When I found out I would be reviewing this film, I pulled up an article on it for a little background information-and made the mistake of reading the comments. They were mostly all the same, with guys accusing Atomic Blonde of being pandering and asserting that the movie is unrealistic because women are too frail and weak to be badass action heroes. It was infuriating, and it made me hope that that this movie would be amazing, just to spite the trolls. Fortunately, I was not disappointed.

In Atomic Blonde, an adaptation of the graphic novel series The Coldest City by Antony Johnston, MI6 agent Lorraine Broughton (Charlize Theron) recounts her mission in Cold War Berlin to track down a list of double agents to MI6 executive Eric Gray (Toby Jones) and CIA official Emmett Kurzfeld (John Goodman). From the moment she meets up with fellow agent David Percival (James McAvoy), Lorraine is plunged into danger and intrigue as she works to complete her mission.
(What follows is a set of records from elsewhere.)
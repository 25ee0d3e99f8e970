use actix_web::{
    cookie::Cookie,
    http::{header, StatusCode},
    test,
    test::TestRequest,
    web,
    web::ServiceConfig,
    App,
};
use chrono::{Duration, Utc};
use log::debug;
use qrmenu_engine::db_types::{
    MenuItem,
    Money,
    NewOrder,
    Order,
    OrderId,
    OrderLine,
    OrderStatusType,
    OrderType,
    PaymentMethod,
    Restaurant,
};

use crate::{
    auth::TokenIssuer,
    config::{AuthConfig, ServerOptions},
};

// A signing secret for tests only. DO NOT re-use it anywhere.
const TEST_JWT_SECRET: &str = "endpoint-tests-only-4c1f9b7e2d8a6053e1f7";

pub const OWNER_ID: &str = "owner-spice-garden";

pub fn get_auth_config() -> AuthConfig {
    AuthConfig::new(TEST_JWT_SECRET)
}

pub fn issue_token(owner_id: &str, lifetime: Duration) -> String {
    TokenIssuer::new(&get_auth_config()).issue_token(owner_id, Some(lifetime)).expect("Failed to sign token")
}

pub fn owner_token() -> String {
    issue_token(OWNER_ID, Duration::hours(1))
}

pub struct TestResponse {
    pub status: StatusCode,
    pub cookies: Vec<Cookie<'static>>,
    pub body: String,
}

impl TestResponse {
    pub fn json(&self) -> serde_json::Value {
        serde_json::from_str(&self.body).expect("Response body is not JSON")
    }

    pub fn cookie(&self, name: &str) -> Option<&Cookie<'static>> {
        self.cookies.iter().find(|c| c.name() == name)
    }
}

/// Sends `req` to an app holding the test token issuer and whatever `configure` registers. Cookies are not marked
/// `Secure` so that tests can inspect them like a browser on plain HTTP would.
pub async fn send_request<F>(req: TestRequest, token: Option<&str>, configure: F) -> TestResponse
where F: FnOnce(&mut ServiceConfig) {
    let req = match token {
        Some(token) => req.insert_header((header::AUTHORIZATION, format!("Bearer {token}"))),
        None => req,
    };
    let options = ServerOptions { secure_cookies: false, ..Default::default() };
    let app = App::new()
        .app_data(web::Data::new(TokenIssuer::new(&get_auth_config())))
        .app_data(web::Data::new(options))
        .configure(configure);
    let service = test::init_service(app).await;
    debug!("Making request");
    let res = test::call_service(&service, req.to_request()).await;
    let status = res.status();
    let cookies = res.response().cookies().map(|c| c.into_owned()).collect();
    let body = test::read_body(res).await;
    TestResponse { status, cookies, body: String::from_utf8_lossy(&body).into_owned() }
}

pub fn restaurant(id: i64, owner_id: &str, slug: &str) -> Restaurant {
    Restaurant {
        id,
        owner_id: owner_id.into(),
        name: "Spice Garden".into(),
        slug: slug.into(),
        city: "Bengaluru".into(),
        theme_color: Some("#c2410c".into()),
        logo_url: None,
        tagline: Some("South Indian breakfasts".into()),
        is_accepting_orders: true,
        total_tables: 12,
        created_at: Utc::now(),
        updated_at: Utc::now(),
    }
}

pub fn menu_item(id: i64, restaurant_id: i64, name: &str, price: i64, category: &str) -> MenuItem {
    MenuItem {
        id,
        restaurant_id,
        name: name.into(),
        price: Money::from_major(price),
        category: category.into(),
        is_veg: true,
        image_url: None,
        is_available: true,
        recipe: vec![],
        updated_at: Utc::now(),
    }
}

pub fn order(id: &str, restaurant_id: i64, status: OrderStatusType) -> Order {
    Order {
        id: OrderId::from(id),
        restaurant_id,
        customer_name: "Asha".into(),
        customer_phone: "9845012345".into(),
        customer_address: "12 MG Road".into(),
        location: None,
        order_details: vec![OrderLine {
            menu_item_id: 1,
            name: "Masala Dosa".into(),
            unit_price: Money::from_major(90),
            quantity: 2,
        }],
        total_amount: Money::from_major(180),
        status,
        payment_method: PaymentMethod::Cash,
        order_type: OrderType::Delivery,
        table_number: None,
        created_at: Utc::now(),
        updated_at: Utc::now(),
    }
}

pub fn with_status(order: &Order, status: OrderStatusType) -> Order {
    Order { status, updated_at: Utc::now(), ..order.clone() }
}

/// The row a backend would store for `order`
pub fn placed_order(id: &str, order: NewOrder) -> Order {
    let total_amount = order.total_amount().unwrap();
    Order {
        id: OrderId::from(id),
        restaurant_id: order.restaurant_id,
        customer_name: order.customer_name,
        customer_phone: order.customer_phone,
        customer_address: order.customer_address,
        location: order.location,
        order_details: order.order_details,
        total_amount,
        status: OrderStatusType::Pending,
        payment_method: order.payment_method,
        order_type: order.order_type,
        table_number: order.table_number,
        created_at: Utc::now(),
        updated_at: Utc::now(),
    }
}
//! The public API of the storefront engine.
//!
//! Each API object wraps a Gateway backend and exposes the operations the server (or any other front end) needs. None
//! of them touch storage directly; they only use the traits in [`crate::traits`].
pub mod errors;
pub mod menu_api;
pub mod order_flow_api;
pub mod restaurant_api;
This is an incredibly fun action movie. The fight choreography is impressive, ranging from creative and graceful to realistically graphic, and even some of that is surprisingly gorgeous; there’s one scene where blood is spattered on a large painting of a woman’s face right on her mouth, making it look almost like a messy lipstick kiss. Having it all set to a phenomenal soundtrack of 80’s rock makes it even more entertaining. 
 The technical aspects of the movie are impressive as well. The editing is tight and creative; one moment that stands out is in a scene where a body being thrown into a river, and as soon as it hits the surface, the scene cuts to Lorraine’s face breaking the water as she sits up in a bathtub. There are several gorgeous, well-balanced shots. The film overall is dark and gritty but glossy, which is perfect for a graphic novel adaptation, although the green filter is a little overused.

It can be hard to critique acting in a movie like this when so much of the focus is on the action and visuals, but Charlize Theron and James McAvoy still manage to shine in their roles. Theron is cold, calculating, and tough but still shows brief moments of panic and sadness without being melodramatic. McAvoy is so much fun to watch in this as well; he is so good at acting goofy but still a little unhinged and sinister (as proven in Split earlier this year). My one critique is some of their line reads are hard to understand, but I’m not sure if they’re mumbling or if there’s a sound-mixing problem.
 If you’re looking for a fun, beautifully-shot action movie to see this summer, you should definitely check this out. Ignore the trolls.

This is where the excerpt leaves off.